Arda-cards/documentation

• Status: live (canonical implementation of this model).
• Merge method: MERGE — author commit history is preserved on main.
• CODEOWNERS: * @Arda-cards/engineering with an exception for /src/content/docs/roadmap/ (unowned, no review required). Roadmap edits can be merged by the author once checks pass.
• Queue parameters: max_entries_to_build: 2, max_entries_to_merge: 3, check_response_timeout_minutes: 15.
• Bypass list: arda-changelog-bot App only. No human bypass.
• Production deploy: cross-repo dispatch to Arda-cards/Arda-cards.github.io, which publishes to the production site at https://arda-cards.github.io/. Preview site is the documentation repo’s own Pages at https://arda-cards.github.io/documentation/.

Arda-cards/arda-frontend-app

• Status: partial — uses merge queue + PR-body changelogs + post-merge assembly today, but with a different bot identity (a personal-access token, CHANGELOG_ASSEMBLY_TOKEN) and a broader bypass list. Full alignment is tracked as a follow-up project under “Architecture Runway / Improvements” in Linear.
• Merge method: SQUASH — by repo convention; not changed by the migration.
• CODEOWNERS: present; details out of scope here.
• Queue parameters: max_entries_to_build: 3, max_entries_to_merge: 5, check_response_timeout_minutes: 30.
• Bypass list (current): RepositoryRole 5 (write), mode always. Will be replaced with the arda-changelog-bot App only when the migration ticket lands.
• Production deploy: handled by the repo’s own deploy.yaml workflow (no cross-repo dispatch).

Summary of differences (post-migration)

Setting	documentation	arda-frontend-app
merge_method	MERGE	SQUASH
max_entries_to_build	2	3
max_entries_to_merge	3	5
check_response_timeout_minutes	15	30
Production deploy path	Cross-repo dispatch	In-repo workflow
Preview deploy URL	arda-cards.github.io/documentation/	(per-PR Vercel preview)
Bypass list	App only	App only (post-migration)

Operating the model

Authoring a PR

• Use the repo’s PR template — the ## CHANGELOG section is pre-filled with category placeholders.
• Pick the highest-priority category that applies (major > minor > patch).
• Do not edit CHANGELOG.md.

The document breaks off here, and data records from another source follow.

//! Engine configuration.

mod loader;

pub use loader::{load, EngineConfig};
//! Domain constants
//!
//! Centralized location for all domain-level constants used throughout the
//! controller.

// Time units, in milliseconds
pub const MINUTE_MS: u64 = 60 * 1000;
pub const HOUR_MS: u64 = 60 * MINUTE_MS;
pub const DAY_MS: u64 = 24 * HOUR_MS;

// Raw wire values for the five standby buckets. The numeric gaps are
// load-bearing: policy comparisons use integer order.
pub const BUCKET_ACTIVE: u32 = 10;
pub const BUCKET_WORKING_SET: u32 = 20;
pub const BUCKET_FREQUENT: u32 = 30;
pub const BUCKET_RARE: u32 = 40;
pub const BUCKET_NEVER: u32 = 50;

// Default elapsed-time thresholds, indexed by [ACTIVE, WORKING_SET,
// FREQUENT, RARE]. Entry 0 is always zero.
pub const DEFAULT_ELAPSED_THRESHOLDS: [u64; 4] = [0, 12 * HOUR_MS, 24 * HOUR_MS, 48 * HOUR_MS];

// Default screen-on thresholds, same indexing.
pub const DEFAULT_SCREEN_THRESHOLDS: [u64; 4] = [0, 0, 0, HOUR_MS];

/// How long a predicted assignment stays authoritative before the scanner
/// resumes timeout-driven decay.
pub const DEFAULT_PREDICTION_TIMEOUT_MS: u64 = 12 * HOUR_MS;

// Settings-string field names
pub const KEY_SCREEN_THRESHOLDS: &str = "screen_thresholds";
pub const KEY_ELAPSED_THRESHOLDS: &str = "elapsed_thresholds";
pub const KEY_PREDICTION_TIMEOUT: &str = "prediction_timeout";

/// Uids below this value belong to the system image and are never
/// idle-filtered.
pub const FIRST_APPLICATION_UID: u32 = 10_000;

/// Checkpoint snapshot format version accepted by `restore`.
pub const SNAPSHOT_VERSION: u32 = 1;
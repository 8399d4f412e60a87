//! Standby buckets and bucketing reasons.
//!
//! A bucket is the standby classification of one app for one user; lower
//! values are more active. A reason records which source most recently
//! assigned the current bucket and therefore which later writers may
//! overwrite it.

use std::fmt;
use std::str::FromStr;

use serde::{Deserialize, Serialize};

use crate::constants::{
    BUCKET_ACTIVE, BUCKET_FREQUENT, BUCKET_NEVER, BUCKET_RARE, BUCKET_WORKING_SET,
};
use crate::errors::DozeArcError;

/// Standby classification for one (user, package) pair.
///
/// Total order follows the raw values: `Active(10) < WorkingSet(20) <
/// Frequent(30) < Rare(40) < Never(50)`. "Greater" always means "more idle".
#[derive(Debug, Clone, Copy, PartialEq, Eq, PartialOrd, Ord, Hash, Serialize, Deserialize)]
#[serde(rename_all = "snake_case")]
pub enum StandbyBucket {
    Active,
    WorkingSet,
    Frequent,
    Rare,
    Never,
}

/// Buckets that can be entered via the dual-clock timeout thresholds, in
/// ascending idleness. Index into this array is the rank used to address the
/// threshold vectors.
pub const THRESHOLD_BUCKETS: [StandbyBucket; 4] = [
    StandbyBucket::Active,
    StandbyBucket::WorkingSet,
    StandbyBucket::Frequent,
    StandbyBucket::Rare,
];

impl StandbyBucket {
    /// Raw wire value of this bucket.
    pub fn value(self) -> u32 {
        match self {
            Self::Active => BUCKET_ACTIVE,
            Self::WorkingSet => BUCKET_WORKING_SET,
            Self::Frequent => BUCKET_FREQUENT,
            Self::Rare => BUCKET_RARE,
            Self::Never => BUCKET_NEVER,
        }
    }

    /// Parse a raw wire value. External callers hand us untrusted integers;
    /// anything outside the five defined values is rejected.
    pub fn from_value(value: u32) -> Result<Self, DozeArcError> {
        match value {
            BUCKET_ACTIVE => Ok(Self::Active),
            BUCKET_WORKING_SET => Ok(Self::WorkingSet),
            BUCKET_FREQUENT => Ok(Self::Frequent),
            BUCKET_RARE => Ok(Self::Rare),
            BUCKET_NEVER => Ok(Self::Never),
            other => Err(DozeArcError::InvalidBucket(other)),
        }
    }

    /// Rank of this bucket in [`THRESHOLD_BUCKETS`], or `None` for `Never`,
    /// which is never entered via thresholds.
    pub fn threshold_rank(self) -> Option<usize> {
        THRESHOLD_BUCKETS.iter().position(|b| *b == self)
    }

    /// The next more-idle threshold bucket, saturating at `Rare`. `Never`
    /// is not reachable by decay.
    pub fn next_more_idle(self) -> StandbyBucket {
        match self {
            Self::Active => Self::WorkingSet,
            Self::WorkingSet => Self::Frequent,
            Self::Frequent | Self::Rare => Self::Rare,
            Self::Never => Self::Never,
        }
    }
}

impl fmt::Display for StandbyBucket {
    fn fmt(&self, f: &mut fmt::Formatter<'_>) -> fmt::Result {
        let name = match self {
            Self::Active => "active",
            Self::WorkingSet => "working_set",
            Self::Frequent => "frequent",
            Self::Rare => "rare",
            Self::Never => "never",
        };
        write!(f, "{name}")
    }
}

/// The source of a bucket assignment, in increasing authority for the
/// purposes of the acceptance matrix.
#[derive(Debug, Clone, Copy, PartialEq, Eq, Hash, Serialize, Deserialize)]
#[serde(rename_all = "snake_case")]
pub enum ReasonSource {
    Default,
    Usage,
    Timeout,
    Predicted,
    Forced,
}

impl ReasonSource {
    /// Stable index used to address the acceptance matrix.
    pub fn index(self) -> usize {
        match self {
            Self::Default => 0,
            Self::Usage => 1,
            Self::Timeout => 2,
            Self::Predicted => 3,
            Self::Forced => 4,
        }
    }

    fn as_str(self) -> &'static str {
        match self {
            Self::Default => "default",
            Self::Usage => "usage",
            Self::Timeout => "timeout",
            Self::Predicted => "predicted",
            Self::Forced => "forced",
        }
    }
}

/// Why the current bucket was assigned.
///
/// The optional subtag (`predicted:cts`) identifies the concrete writer for
/// diagnostics. Policy never consults it.
#[derive(Debug, Clone, PartialEq, Eq, Serialize, Deserialize)]
pub struct BucketingReason {
    pub source: ReasonSource,
    #[serde(default, skip_serializing_if = "Option::is_none")]
    pub subtag: Option<String>,
}

impl BucketingReason {
    pub fn new(source: ReasonSource) -> Self {
        Self { source, subtag: None }
    }

    pub fn with_subtag(source: ReasonSource, subtag: impl Into<String>) -> Self {
        Self { source, subtag: Some(subtag.into()) }
    }

    pub const DEFAULT: Self = Self { source: ReasonSource::Default, subtag: None };

    pub fn is_predicted(&self) -> bool {
        self.source == ReasonSource::Predicted
    }

    pub fn is_forced(&self) -> bool {
        self.source == ReasonSource::Forced
    }
}

impl From<ReasonSource> for BucketingReason {
    fn from(source: ReasonSource) -> Self {
        Self::new(source)
    }
}

impl fmt::Display for BucketingReason {
    fn fmt(&self, f: &mut fmt::Formatter<'_>) -> fmt::Result {
        match &self.subtag {
            Some(tag) => write!(f, "{}:{tag}", self.source.as_str()),
            None => write!(f, "{}", self.source.as_str()),
        }
    }
}

impl FromStr for BucketingReason {
    type Err = DozeArcError;

    /// Parses `source[:subtag]`, e.g. `usage` or `predicted:cts`. The source
    /// is matched case-insensitively; the subtag is kept verbatim.
    fn from_str(s: &str) -> Result<Self, Self::Err> {
        let (source, subtag) = match s.split_once(':') {
            Some((source, tag)) => (source, Some(tag.to_string())),
            None => (s, None),
        };
        let source = match source.to_ascii_lowercase().as_str() {
            "default" => ReasonSource::Default,
            "usage" => ReasonSource::Usage,
            "timeout" => ReasonSource::Timeout,
            "predicted" => ReasonSource::Predicted,
            "forced" => ReasonSource::Forced,
            _ => return Err(DozeArcError::InvalidReason(s.to_string())),
        };
        Ok(Self { source, subtag })
    }
}

#[cfg(test)]
mod tests {
    use super::*;

    #[test]
    fn bucket_order_follows_raw_values() {
        assert!(StandbyBucket::Active < StandbyBucket::WorkingSet);
        assert!(StandbyBucket::WorkingSet < StandbyBucket::Frequent);
        assert!(StandbyBucket::Frequent < StandbyBucket::Rare);
        assert!(StandbyBucket::Rare < StandbyBucket::Never);

        let values: Vec<u32> =
            THRESHOLD_BUCKETS.iter().map(|b| b.value()).collect();
        assert_eq!(values, vec![10, 20, 30, 40]);
        assert_eq!(StandbyBucket::Never.value(), 50);
    }

    #[test]
    fn from_value_round_trips_and_rejects_unknown() {
        for bucket in [
            StandbyBucket::Active,
            StandbyBucket::WorkingSet,
            StandbyBucket::Frequent,
            StandbyBucket::Rare,
            StandbyBucket::Never,
        ] {
            assert_eq!(StandbyBucket::from_value(bucket.value()).unwrap(), bucket);
        }
        assert!(matches!(
            StandbyBucket::from_value(15),
            Err(DozeArcError::InvalidBucket(15))
        ));
    }

    #[test]
    fn threshold_rank_excludes_never() {
        assert_eq!(StandbyBucket::Active.threshold_rank(), Some(0));
        assert_eq!(StandbyBucket::Rare.threshold_rank(), Some(3));
        assert_eq!(StandbyBucket::Never.threshold_rank(), None);
    }

    #[test]
    fn reason_parses_with_and_without_subtag() {
        let plain: BucketingReason = "usage".parse().unwrap();
        assert_eq!(plain.source, ReasonSource::Usage);
        assert_eq!(plain.subtag, None);

        let tagged: BucketingReason = "predicted:CTS".parse().unwrap();
        assert_eq!(tagged.source, ReasonSource::Predicted);
        assert_eq!(tagged.subtag.as_deref(), Some("CTS"));
        assert_eq!(tagged.to_string(), "predicted:CTS");

        assert!("bogus".parse::<BucketingReason>().is_err());
    }
}
//! In-memory (user, package) -> history store.
//!
//! The store is the engine's sole shared state. All mutation happens under
//! one write lock; a scanner sweep over a user holds the lock for the whole
//! tick, so ticks are atomic with respect to every other operation. Change
//! notifications are collected under the lock and published after it is
//! dropped, as values.
//!
//! The store also owns the screen-on clock: a monotonic accumulator that
//! advances only while the default display is on. It lives here because
//! every history mutation that samples it must do so consistently with the
//! map it is about to mutate.

use std::collections::BTreeMap;
use std::sync::Arc;

use parking_lot::RwLock;
use tracing::debug;

use dozearc_domain::{
    AppUsageHistory, BucketChange, PackageSnapshot, Result, StandbySnapshot, UserId, UserSnapshot,
};

use crate::engine::ports::BucketChangeListener;

/// Monotonic screen-on accumulator.
///
/// Advanced on every display transition; read live as
/// `accumulated + (on ? now - last_on_at : 0)`.
#[derive(Debug)]
struct ScreenOnClock {
    accumulated: u64,
    display_on: bool,
    last_on_at: u64,
}

impl ScreenOnClock {
    fn new(display_on: bool, now_elapsed: u64) -> Self {
        Self { accumulated: 0, display_on, last_on_at: now_elapsed }
    }

    fn read(&self, now_elapsed: u64) -> u64 {
        if self.display_on {
            self.accumulated + now_elapsed.saturating_sub(self.last_on_at)
        } else {
            self.accumulated
        }
    }

    fn set_display(&mut self, on: bool, now_elapsed: u64) {
        if on == self.display_on {
            return;
        }
        if self.display_on {
            // Turning off: bank the interval that just ended.
            self.accumulated += now_elapsed.saturating_sub(self.last_on_at);
        } else {
            self.last_on_at = now_elapsed;
        }
        self.display_on = on;
    }
}

struct StoreInner {
    users: BTreeMap<UserId, BTreeMap<String, AppUsageHistory>>,
    screen: ScreenOnClock,
}

/// Thread-safe history store with change notifications.
pub struct AppIdleHistory {
    inner: RwLock<StoreInner>,
    listeners: RwLock<Vec<Arc<dyn BucketChangeListener>>>,
}

impl AppIdleHistory {
    pub fn new(now_elapsed: u64, display_on: bool) -> Self {
        Self {
            inner: RwLock::new(StoreInner {
                users: BTreeMap::new(),
                screen: ScreenOnClock::new(display_on, now_elapsed),
            }),
            listeners: RwLock::new(Vec::new()),
        }
    }

    pub fn register_listener(&self, listener: Arc<dyn BucketChangeListener>) {
        self.listeners.write().push(listener);
    }

    /// Live reading of the screen-on clock.
    pub fn screen_on_time(&self, now_elapsed: u64) -> u64 {
        self.inner.read().screen.read(now_elapsed)
    }

    /// Record a display transition. No-op when the state did not change.
    pub fn set_display_state(&self, on: bool, now_elapsed: u64) {
        self.inner.write().screen.set_display(on, now_elapsed);
    }

    /// Copy of one record, if it exists. Queries never create records.
    pub fn read(&self, user: UserId, package: &str) -> Option<AppUsageHistory> {
        self.inner.read().users.get(&user).and_then(|apps| apps.get(package)).cloned()
    }

    /// Mutate one record under the lock.
    ///
    /// When `create` is set and the record is absent, a fresh NEVER/default
    /// record is inserted first (with both last-used clocks sampled at
    /// `now_elapsed`). Returns the committed record, or `None` when the
    /// record was absent and `create` was not set. Publishes a change
    /// notification iff the commit changed the bucket.
    pub fn update<F>(
        &self,
        user: UserId,
        package: &str,
        now_elapsed: u64,
        create: bool,
        mutate: F,
    ) -> Option<AppUsageHistory>
    where
        F: FnOnce(&mut AppUsageHistory, u64),
    {
        let (committed, change) = {
            let mut guard = self.inner.write();
            let screen_now = guard.screen.read(now_elapsed);
            let apps = if create {
                guard.users.entry(user).or_default()
            } else {
                match guard.users.get_mut(&user) {
                    Some(apps) => apps,
                    None => return None,
                }
            };
            if create {
                apps.entry(package.to_string())
                    .or_insert_with(|| AppUsageHistory::new_at(now_elapsed, screen_now));
            }
            let Some(app) = apps.get_mut(package) else {
                return None;
            };
            let old_bucket = app.current_bucket;
            mutate(app, screen_now);
            let change = (app.current_bucket != old_bucket).then(|| BucketChange {
                user,
                package: package.to_string(),
                from: old_bucket,
                to: app.current_bucket,
                reason: app.current_reason.clone(),
            });
            (app.clone(), change)
        };
        if let Some(change) = change {
            self.publish(change);
        }
        Some(committed)
    }

    /// Scanner sweep: visit every record of one user, in package order,
    /// atomically under the write lock. The visitor receives the screen-on
    /// reading taken at sweep start. Notifications for all bucket changes
    /// are published after the sweep.
    pub fn scan_user<F>(&self, user: UserId, now_elapsed: u64, mut visit: F)
    where
        F: FnMut(&str, &mut AppUsageHistory, u64),
    {
        let changes = {
            let mut guard = self.inner.write();
            let screen_now = guard.screen.read(now_elapsed);
            let mut changes = Vec::new();
            if let Some(apps) = guard.users.get_mut(&user) {
                for (package, app) in apps.iter_mut() {
                    let old_bucket = app.current_bucket;
                    visit(package, app, screen_now);
                    if app.current_bucket != old_bucket {
                        changes.push(BucketChange {
                            user,
                            package: package.clone(),
                            from: old_bucket,
                            to: app.current_bucket,
                            reason: app.current_reason.clone(),
                        });
                    }
                }
            }
            changes
        };
        for change in changes {
            self.publish(change);
        }
    }

    /// Drop one record (package uninstalled).
    pub fn remove_package(&self, user: UserId, package: &str) {
        let mut guard = self.inner.write();
        if let Some(apps) = guard.users.get_mut(&user) {
            apps.remove(package);
            if apps.is_empty() {
                guard.users.remove(&user);
            }
        }
    }

    /// Drop all records of one user (user removed).
    pub fn remove_user(&self, user: UserId) {
        self.inner.write().users.remove(&user);
    }

    /// Emit a versioned checkpoint of the whole store.
    pub fn snapshot(&self, now_elapsed: u64, now_wall: u64) -> StandbySnapshot {
        let guard = self.inner.read();
        let users = guard
            .users
            .iter()
            .map(|(user_id, apps)| UserSnapshot {
                user_id: *user_id,
                packages: apps
                    .iter()
                    .map(|(package, history)| PackageSnapshot {
                        package: package.clone(),
                        history: history.clone(),
                    })
                    .collect(),
            })
            .collect();
        StandbySnapshot::new(now_wall, guard.screen.read(now_elapsed), users)
    }

    /// Replace the store's contents with a checkpoint, typically at boot.
    /// The screen-on clock resumes from the checkpointed accumulator; the
    /// current display interval, if one is open, restarts at `now_elapsed`.
    pub fn restore(&self, snapshot: &StandbySnapshot, now_elapsed: u64) -> Result<()> {
        snapshot.check_version()?;
        let mut guard = self.inner.write();
        guard.users = snapshot
            .users
            .iter()
            .map(|user| {
                (
                    user.user_id,
                    user.packages
                        .iter()
                        .map(|pkg| (pkg.package.clone(), pkg.history.clone()))
                        .collect(),
                )
            })
            .collect();
        guard.screen.accumulated = snapshot.screen_on_accumulated;
        guard.screen.last_on_at = now_elapsed;
        Ok(())
    }

    fn publish(&self, change: BucketChange) {
        debug!(
            user = change.user,
            package = %change.package,
            from = %change.from,
            to = %change.to,
            reason = %change.reason,
            "standby bucket changed"
        );
        let listeners = self.listeners.read().clone();
        for listener in listeners {
            listener.on_bucket_changed(&change);
        }
    }
}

If you accidentally do, changelog-check will reject the PR; remove the edit (or add the manual-changelog label if you genuinely need a hand-edit).

Amending a changelog entry

Post a comment on the PR with an updated ## CHANGELOG block. Last one wins.

Forcing a human review

Add the REVIEW-REQUIRED label. review-required-gate fails until a human approves; once approved, the gate remains passing on subsequent pushes (approvals do not get dismissed by new commits — the repo trusts authors to flag material-scope changes).

Merging concurrently

Enable auto-merge on each PR. The queue groups passing entries into ALLGREEN batches; the batch merges together. If two PRs would have conflicted on CHANGELOG.md under the old model, they no longer can — PRs never touch CHANGELOG.md, so the queue can batch them.

Hand-editing CHANGELOG.md (rare)

Apply the manual-changelog label to the PR. changelog-check allows the edit, and the assembly workflow notices the hand-edit on merge and skips assembly for that commit.

Emergency fixes to main

Open a PR. Both gates (changelog-check, review-required-gate) must still pass; the only acceleration available is a fast-tracked engineering review. There is no human bypass.

Further reading

• knowledge-base/pr-body-changelog.md (repo-local) — detailed authoring rules.
• knowledge-base/arda-changelog-bot.md (repo-local) — App identity, secrets, rotation.
• Source design documents: docs-process-improvement project under projects/ — includes the original design rationale.